SALT LAKE CITY — What started as a Pioneer Day celebration with a few interns and a bucket of home-brewed root beer in Sen. Mike Lee’s Washington, D.C., office a few years ago morphed into an annual event with hundreds of people called Flavors of Utah.
But because of the COVID-19 pandemic, instead of trucking Utah-made food across the country to sample in the nation’s capital, local companies donated the products to hospitals across the state.
Lee’s office and Associated Food workers assembled 500 food bags containing beef jerky, potato chips, taffy and other items for delivery to nurses and doctors on the front lines of the pandemic.
“This year we’re shifting the event from a food-tasting model to a food-giving model,” Lee, R-Utah, said.
Lee, Rep. Ben McAdams, D-Utah, food industry leaders and hospital executives gathered in a park next to LDS Hospital to talk about the event Friday, a week before the July 24 state holiday.
Dave Davis, president of the Utah Food Industry Association, praised health care providers for putting themselves at risk to help others during the pandemic. But he said a “new group of first responders,” those who work in the food industry, should also be recognized.
“The people who are out there working in the stores really are heroes,” he said. “These are not high-wage people that are going out there. They are people that are showing day after day.”
Davis said the Utah grocery and convenience stores have fared pretty well the past few months, but restaurants are struggling.
“The hard thing has been on the production end of things because it’s just been hard to get people. We’ve had COVID in the production facilities,” he said. “But overall, I’ve been really proud to be associated with the industry because they have soldiered through.”
Greg Bell, president of the Utah Hospital Association, said health care workers who have worked nonstop the past four months are tired and frustrated.

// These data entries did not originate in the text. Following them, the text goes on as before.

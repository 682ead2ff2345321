pub fn platform() -> &'static dyn PlatformOps {
    &ConcretePlatform
}

use std::process::Command;

pub trait PlatformOps: Sync + Send {
    /// Program and flag that run one command line, e.g. `sh -c`.
    fn shell(&self) -> (&'static str, &'static str);
    fn clear_program(&self) -> &'static str;

    fn shell_command(&self, line: &str) -> Command {
        let (program, flag) = self.shell();
        let mut cmd = Command::new(program);
        cmd.arg(flag).arg(line);
        cmd
    }

    fn clear_screen(&self) {
        // Cosmetic; a missing `clear` must not stop a tool.
        if let Err(e) = Command::new(self.clear_program()).status() {
            log::debug!("clearing the screen failed: {e}");
        }
    }
}

#[cfg(unix)]
mod unix;
#[cfg(unix)]
pub use unix::UNIX_PLATFORM as ConcretePlatform;

#[cfg(windows)]
mod windows;
#[cfg(windows)]
pub use windows::WINDOWS_PLATFORM as ConcretePlatform;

“So many of these infections they’re seeing probably are preventable. Indeed, one of the safest places in society to go is to a hospital. Our infection rate among hospital workers and people coming to the hospital is remarkably low, almost in the handfuls,” he said.
McAdams, who spent eight days in the hospital with COVID-19 in March, said the flavor of Utah that makes him the most proud is that people in the state come together regardless of perspective or political persuasion.
Pioneer Day, he said, is a time for Utahns to come together.